As following code shows, we have three [1x1 Convolution] and one [3x3 Convolution] sequentially connected. Giving batch size 32, input channel 64, output channel 128 and feature map 32x32. The auto scheduler tuner spend ~500 seconds on my CPU to find the first schedule, and by changing the workload size to even larger, the time consuming is kind of unbearable. I’m wondering whether could put a timeout parameter or it’s something buggy in the sketch generation stage.

import tvm
from tvm import auto_scheduler, te, topi

# 3x [1x1 Convolution], 1x [3x3 Convolution]
def buggy_func(n: int, ic: int, oc: int, k: int, h: int, w: int):
    X_1 = te.placeholder((n, ic, h, w))

    W_1 = te.placeholder((ic, ic, 1, 1))
    X_2 = topi.nn.conv2d(X_1, W_1, (1, 1), (0, 0), (1, 1))

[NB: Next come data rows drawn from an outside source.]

//! Consist scenarios: which trains exist, and which brake commands are given
//! at which moment.
//!
//! Scenarios are JSON. Every field has a default, so a file only needs the
//! parts that differ from the built-in demo settings:
//!
//! ```json
//! {
//!   "name": "hump yard cut",
//!   "duration_s": 60,
//!   "trains": [{ "name": "cut", "cars": [
//!     { "name": "switcher", "locomotive": {} },
//!     { "name": "hopper", "count": 12 }
//!   ]}],
//!   "commands": [
//!     { "at_s": 5, "command": { "SetController": { "position": "Apply", "equalizing_reservoir_psi": 75 } } }
//!   ]
//! }
//! ```

use std::fmt;
use std::path::Path;

use serde::{Deserialize, Serialize};
use simulation::brake_settings::BrakeSimSettings;
use simulation::brakes::CarBrakeParams;
use simulation::config::FIXED_TICK_HZ;
use simulation::train::{
    BrakeCommandKind, CarKind, CarPhysics, ControllerPosition, LocomotiveAirParams, RailCar,
    Train,
};

#[derive(Debug, Clone, PartialEq, Serialize, Deserialize)]
#[serde(default)]
pub struct Scenario {
    pub name: String,
    pub duration_s: f32,
    pub status_interval_s: f32,
    pub settings: BrakeSimSettings,
    pub trains: Vec<TrainSpec>,
    pub commands: Vec<TimedCommand>,
}

impl Default for Scenario {
    fn default() -> Self {
        Self {
            name: "unnamed".to_string(),
            duration_s: 60.0,
            status_interval_s: 5.0,
            settings: BrakeSimSettings::default(),
            trains: Vec::new(),
            commands: Vec::new(),
        }
    }
}

#[derive(Debug, Clone, Default, PartialEq, Serialize, Deserialize)]
#[serde(default)]
pub struct TrainSpec {
    pub name: String,
    pub cars: Vec<CarSpec>,
}

/// One car definition, repeated `count` times. A car with a `locomotive`
/// block is a locomotive.
#[derive(Debug, Clone, PartialEq, Serialize, Deserialize)]
#[serde(default)]
pub struct CarSpec {
    pub name: String,
    pub count: usize,
    pub kind: CarKind,
    pub physics: CarPhysics,
    pub brake: CarBrakeParams,
    pub locomotive: Option<LocomotiveAirParams>,
}

impl Default for CarSpec {
    fn default() -> Self {
        Self {
            name: "car".to_string(),
            count: 1,
            kind: CarKind::Freight,
            physics: CarPhysics::default(),
            brake: CarBrakeParams::default(),
            locomotive: None,
        }
    }
}

/// A command for the train at index `train` of [`Scenario::trains`].
#[derive(Debug, Clone, PartialEq, Serialize, Deserialize)]
pub struct TimedCommand {
    pub at_s: f32,
    #[serde(default)]
    pub train: usize,
    pub command: BrakeCommandKind,
}

#[derive(Debug)]
pub enum ScenarioError {
    Io(std::io::Error),
    Parse(serde_json::Error),
    NoTrains,
    EmptyTrain(String),
    UnknownTrain { command: usize, train: usize },
}

impl fmt::Display for ScenarioError {
    fn fmt(&self, f: &mut fmt::Formatter<'_>) -> fmt::Result {
        match self {
            ScenarioError::Io(e) => write!(f, "cannot read scenario: {e}"),
            ScenarioError::Parse(e) => write!(f, "invalid scenario JSON: {e}"),
            ScenarioError::NoTrains => write!(f, "scenario defines no trains"),
            ScenarioError::EmptyTrain(name) => write!(f, "train '{name}' has no cars"),
            ScenarioError::UnknownTrain { command, train } => write!(
                f,
                "command {command} refers to train {train}, which the scenario does not define"
            ),
        }
    }
}

impl std::error::Error for ScenarioError {
    fn source(&self) -> Option<&(dyn std::error::Error + 'static)> {
        match self {
            ScenarioError::Io(e) => Some(e),
            ScenarioError::Parse(e) => Some(e),
            _ => None,
        }
    }
}

impl Scenario {
    pub fn from_json(text: &str) -> Result<Self, ScenarioError> {
        let scenario: Scenario = serde_json::from_str(text).map_err(ScenarioError::Parse)?;
        scenario.validate()?;
        Ok(scenario)
    }

    pub fn load(path: impl AsRef<Path>) -> Result<Self, ScenarioError> {
        let text = std::fs::read_to_string(path).map_err(ScenarioError::Io)?;
        Self::from_json(&text)
    }

    fn validate(&self) -> Result<(), ScenarioError> {
        if self.trains.is_empty() {
            return Err(ScenarioError::NoTrains);
        }
        for spec in &self.trains {
            if spec.cars.iter().all(|c| c.count == 0) {
                return Err(ScenarioError::EmptyTrain(spec.name.clone()));
            }
        }
        for (index, timed) in self.commands.iter().enumerate() {
            if timed.train >= self.trains.len() {
                return Err(ScenarioError::UnknownTrain {
                    command: index,
                    train: timed.train,
                });
            }
        }
        Ok(())
    }

    /// A locomotive hauling twenty loaded wagons through a service
    /// application, a release, an emergency stop and a recharge.
    pub fn demo() -> Self {
        let apply = |at_s, psi| TimedCommand {
            at_s,
            train: 0,
            command: BrakeCommandKind::SetController {
                position: ControllerPosition::Apply,
                equalizing_reservoir_psi: psi,
            },
        };
        let position = |at_s, position| TimedCommand {
            at_s,
            train: 0,
            command: BrakeCommandKind::SetController {
                position,
                equalizing_reservoir_psi: 0.0,
            },
        };

        Self {
            name: "demo freight".to_string(),
            duration_s: 150.0,
            status_interval_s: 5.0,
            settings: BrakeSimSettings::default(),
            trains: vec![TrainSpec {
                name: "freight".to_string(),
                cars: vec![
                    CarSpec {
                        name: "loco".to_string(),
                        kind: CarKind::Locomotive,
                        physics: CarPhysics {
                            mass_kg: 120_000.0,
                            length_m: 20.0,
                            axles: 6,
                            ..Default::default()
                        },
                        locomotive: Some(LocomotiveAirParams::default()),
                        ..Default::default()
                    },
                    CarSpec {
                        name: "wagon".to_string(),
                        count: 20,
                        ..Default::default()
                    },
                ],
            }],
            commands: vec![
                apply(5.0, 75.0),
                position(40.0, ControllerPosition::Release),
                position(80.0, ControllerPosition::Emergency),
                position(110.0, ControllerPosition::FullQuickRelease),
            ],
        }
    }

    /// Build the trains, charged and ready, in scenario order.
    pub fn build_trains(&self) -> Vec<Train> {
        self.trains
            .iter()
            .map(|spec| {
                let mut cars = Vec::new();
                for car in &spec.cars {
                    for n in 0..car.count {
                        let name = if car.count > 1 {
                            format!("{}{}", car.name, n + 1)
                        } else {
                            car.name.clone()
                        };
                        cars.push(match &car.locomotive {
                            Some(air) => RailCar::locomotive(
                                name,
                                car.physics.clone(),
                                car.brake.clone(),
                                *air,
                            ),
                            None => RailCar::wagon(
                                name,
                                car.kind,
                                car.physics.clone(),
                                car.brake.clone(),
                            ),
                        });
                    }
                }
                Train::new(spec.name.clone(), cars)
            })
            .collect()
    }

    pub fn total_ticks(&self) -> u64 {
        seconds_to_ticks(self.duration_s)
    }

    pub fn status_interval_ticks(&self) -> u64 {
        seconds_to_ticks(self.status_interval_s).max(1)
    }

    /// Commands as `(tick, train index, command)`, in the order they fire.
    /// Commands sharing a tick keep their file order.
    pub fn schedule(&self) -> Vec<(u64, usize, BrakeCommandKind)> {
        let mut schedule: Vec<_> = self
            .commands
            .iter()
            .map(|c| (seconds_to_ticks(c.at_s), c.train, c.command))
            .collect();
        schedule.sort_by_key(|(tick, _, _)| *tick);
        schedule
    }
}

pub fn seconds_to_ticks(seconds: f32) -> u64 {
    if !seconds.is_finite() || seconds <= 0.0 {
        return 0;
    }
    (f64::from(seconds) * FIXED_TICK_HZ).round() as u64
}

    W_2 = te.placeholder((ic, ic, 1, 1))
    X_3 = topi.nn.conv2d(X_2, W_2, (1, 1), (0, 0), (1, 1))

    W_3 = te.placeholder((ic, ic, 1, 1))
    X_4 = topi.nn.conv2d(X_3, W_3, (1, 1), (0, 0), (1, 1))

    W_4 = te.placeholder((oc, ic, k, k))
    X_5 = topi.nn.conv2d(X_4, W_4, (1, 1), (0, 0), (1, 1))
    return [X_1, W_1, W_2, W_3, W_4, X_5]

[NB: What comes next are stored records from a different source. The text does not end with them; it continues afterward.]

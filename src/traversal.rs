//! The orders a [`Tree`][crate::Tree] can be walked in.
//!
//! Materializing keys with [`Tree::to_vec`][crate::Tree::to_vec] and streaming them through a
//! [`Visit`]or with [`Tree::apply`][crate::Tree::apply] both go through the same walk so they
//! always agree on the order.

use std::collections::VecDeque;
use std::fmt;
use std::iter::FusedIterator;
use std::str::FromStr;

use crate::error::TraversalError;
use crate::node::Node;

/// Which order to visit the keys of a tree in.
///
/// Selectors coming from outside the program can be checked with [`TryFrom<u8>`] (`0` through
/// `3`, in the order of the variants below) or [`FromStr`]. Anything unrecognised is an error,
/// never a fallback to the default.
///
/// # Examples
///
/// ```
/// use rebuild_bst::{TraversalError, TraversalOrder};
///
/// assert_eq!(TraversalOrder::try_from(1u8), Ok(TraversalOrder::InOrder));
/// assert_eq!("level".parse(), Ok(TraversalOrder::LevelOrder));
/// assert_eq!(TraversalOrder::try_from(4u8), Err(TraversalError::UnknownOrder(4)));
/// ```
#[derive(Copy, Clone, Debug, Default, PartialEq, Eq, Hash)]
pub enum TraversalOrder {
    /// A node, then its left subtree, then its right subtree.
    #[default]
    PreOrder,
    /// The left subtree, then the node, then the right subtree. This yields keys in ascending
    /// order.
    InOrder,
    /// The left subtree, then the right subtree, then the node.
    PostOrder,
    /// Breadth first: every node at depth 0, then depth 1, and so on, left to right.
    LevelOrder,
}

impl TraversalOrder {
    /// Every order, in selector order.
    pub const ALL: [Self; 4] = [
        Self::PreOrder,
        Self::InOrder,
        Self::PostOrder,
        Self::LevelOrder,
    ];
}

impl TryFrom<u8> for TraversalOrder {
    type Error = TraversalError;

    fn try_from(selector: u8) -> Result<Self, Self::Error> {
        match selector {
            0 => Ok(Self::PreOrder),
            1 => Ok(Self::InOrder),
            2 => Ok(Self::PostOrder),
            3 => Ok(Self::LevelOrder),
            _ => {
                tracing::debug!(selector, "rejected traversal order");
                Err(TraversalError::UnknownOrder(selector))
            }
        }
    }
}

impl From<TraversalOrder> for u8 {
    fn from(order: TraversalOrder) -> Self {
        match order {
            TraversalOrder::PreOrder => 0,
            TraversalOrder::InOrder => 1,
            TraversalOrder::PostOrder => 2,
            TraversalOrder::LevelOrder => 3,
        }
    }
}

impl FromStr for TraversalOrder {
    type Err = TraversalError;

    fn from_str(s: &str) -> Result<Self, Self::Err> {
        match s.trim().to_ascii_lowercase().as_str() {
            "pre" | "preorder" | "pre-order" => Ok(Self::PreOrder),
            "in" | "inorder" | "in-order" => Ok(Self::InOrder),
            "post" | "postorder" | "post-order" => Ok(Self::PostOrder),
            "level" | "levelorder" | "level-order" | "breadth-first" | "bfs" => {
                Ok(Self::LevelOrder)
            }
            _ => {
                tracing::debug!(selector = s, "rejected traversal order");
                Err(TraversalError::UnknownOrderName(s.to_owned()))
            }
        }
    }
}

impl fmt::Display for TraversalOrder {
    fn fmt(&self, f: &mut fmt::Formatter<'_>) -> fmt::Result {
        let name = match self {
            Self::PreOrder => "pre-order",
            Self::InOrder => "in-order",
            Self::PostOrder => "post-order",
            Self::LevelOrder => "level-order",
        };
        f.write_str(name)
    }
}

/// Something that can be shown keys one at a time.
///
/// Every `FnMut(&K)` closure is a `Visit<K>`, as is any type implementing `visit` by hand.
///
/// # Examples
///
/// ```
/// use rebuild_bst::{TraversalOrder, Tree, Visit};
///
/// struct Sum(i64);
///
/// impl Visit<i64> for Sum {
///     fn visit(&mut self, key: &i64) {
///         self.0 += key;
///     }
/// }
///
/// let tree: Tree<i64> = [3, 1, 2].into_iter().collect();
/// let mut sum = Sum(0);
/// tree.apply(&mut sum, TraversalOrder::InOrder);
/// assert_eq!(sum.0, 6);
/// ```
pub trait Visit<K: ?Sized> {
    /// Called once per key, in traversal order.
    fn visit(&mut self, key: &K);
}

impl<K, F> Visit<K> for F
where
    K: ?Sized,
    F: FnMut(&K),
{
    fn visit(&mut self, key: &K) {
        self(key);
    }
}

/// Feeds every key under `root` to `visit` in the given order.
pub(crate) fn walk<'a, K, F>(root: Option<&'a Node<K>>, order: TraversalOrder, visit: &mut F)
where
    F: FnMut(&'a K),
{
    match order {
        TraversalOrder::PreOrder => pre_order(root, visit),
        TraversalOrder::InOrder => in_order(root, visit),
        TraversalOrder::PostOrder => post_order(root, visit),
        TraversalOrder::LevelOrder => level_order(root, visit),
    }
}

fn pre_order<'a, K, F>(node: Option<&'a Node<K>>, visit: &mut F)
where
    F: FnMut(&'a K),
{
    if let Some(n) = node {
        visit(&n.key);
        pre_order(n.left.node(), visit);
        pre_order(n.right.node(), visit);
    }
}

fn in_order<'a, K, F>(node: Option<&'a Node<K>>, visit: &mut F)
where
    F: FnMut(&'a K),
{
    if let Some(n) = node {
        in_order(n.left.node(), visit);
        visit(&n.key);
        in_order(n.right.node(), visit);
    }
}

fn post_order<'a, K, F>(node: Option<&'a Node<K>>, visit: &mut F)
where
    F: FnMut(&'a K),
{
    if let Some(n) = node {
        post_order(n.left.node(), visit);
        post_order(n.right.node(), visit);
        visit(&n.key);
    }
}

fn level_order<'a, K, F>(root: Option<&'a Node<K>>, visit: &mut F)
where
    F: FnMut(&'a K),
{
    let mut queue: VecDeque<&'a Node<K>> = root.into_iter().collect();
    while let Some(n) = queue.pop_front() {
        visit(&n.key);
        queue.extend(n.left.node());
        queue.extend(n.right.node());
    }
}

/// A lazy pre-order iterator over the keys of a [`Tree`][crate::Tree].
///
/// Created by [`Tree::iter`][crate::Tree::iter]. Only the right children still to be visited are
/// held on a stack, so nothing is collected up front.
pub struct Iter<'a, K> {
    stack: Vec<&'a Node<K>>,
    remaining: usize,
}

impl<'a, K> Iter<'a, K> {
    pub(crate) fn new(root: Option<&'a Node<K>>, len: usize) -> Self {
        Self {
            stack: root.into_iter().collect(),
            remaining: len,
        }
    }
}

impl<'a, K> Clone for Iter<'a, K> {
    fn clone(&self) -> Self {
        Self {
            stack: self.stack.clone(),
            remaining: self.remaining,
        }
    }
}

impl<'a, K> fmt::Debug for Iter<'a, K>
where
    K: fmt::Debug,
{
    fn fmt(&self, f: &mut fmt::Formatter<'_>) -> fmt::Result {
        f.debug_list().entries(self.clone()).finish()
    }
}

impl<'a, K> Iterator for Iter<'a, K> {
    type Item = &'a K;

    fn next(&mut self) -> Option<Self::Item> {
        let n = self.stack.pop()?;
        // Right goes on first so the left subtree is finished before it.
        self.stack.extend(n.right.node());
        self.stack.extend(n.left.node());
        self.remaining = self.remaining.saturating_sub(1);
        Some(&n.key)
    }

    fn size_hint(&self) -> (usize, Option<usize>) {
        (self.remaining, Some(self.remaining))
    }
}

impl<'a, K> ExactSizeIterator for Iter<'a, K> {}

impl<'a, K> FusedIterator for Iter<'a, K> {}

if __name__ == '__main__':
    target = tvm.target.Target(target='cuda', host='llvm')
    task = auto_scheduler.SearchTask(func=buggy_func, args=(32, 64, 128, 3, 32, 32), target=target)
    tune_options = auto_scheduler.TuningOptions(

Same here, I am using auto scheduler to search a very simple conv, it takes about 1 hour and still can not get final result…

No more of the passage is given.